Factors influencing the CSA

Factors that were checked for correlation with CSA are typically age, sex, height, weight and BMI. The first problem is that many of those interfere with each other, like BMI is calculated from height and weight and height is influenced by gender.

Among the 18 studies [1-18] we included here, 17 reported about correlations of CSA with various factors.

BMI was investigated in 13 [1-3, 5-7, 11, 12, 14-18] and showed at least some correlation in 12 of them. The correlation with height was investigated in 14 [2-9, 11, 12, 14-18] studies and showed correlation in 12 studies. Weight – 16 studies [2-4, 6-9, 12, 14-18], correlation in 13. Age – 14 [1, 2, 4, 7-9, 12, 14-17], correlation in 8. Sex – eight studies [2-4, 6, 7, 10, 16, 17], at least some correlation in 5, but not at all sites. So we are confronted with conflicting results.

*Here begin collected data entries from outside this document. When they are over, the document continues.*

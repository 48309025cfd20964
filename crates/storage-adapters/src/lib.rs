//! Concrete implementations of the `domains` storage ports.
//!
//! `memory` is always available. The Postgres adapter is behind the
//! `db-postgres` feature.

pub mod memory;
#[cfg(feature = "db-postgres")]
pub mod postgres;

pub use memory::{MemoryStore, MemoryTransaction};
#[cfg(feature = "db-postgres")]
pub use postgres::{PgStore, PgVoteTransaction};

The important conclusion for you is: There may be some influence on the CSA by biological factors, but at the moment there is no recommendation or need to use different reference values for people of different height or weight, for example. On the contrary, concerning age it has been shown by Cartwright et al. [19] that CSA is positively correlated with age, but values do not become pathologically high and stay within usual reference values – with one exception of the ten sites checked.

If you are interested in the details – these can be found in Table 1.

How do I know if a CSA is pathologically enlarged?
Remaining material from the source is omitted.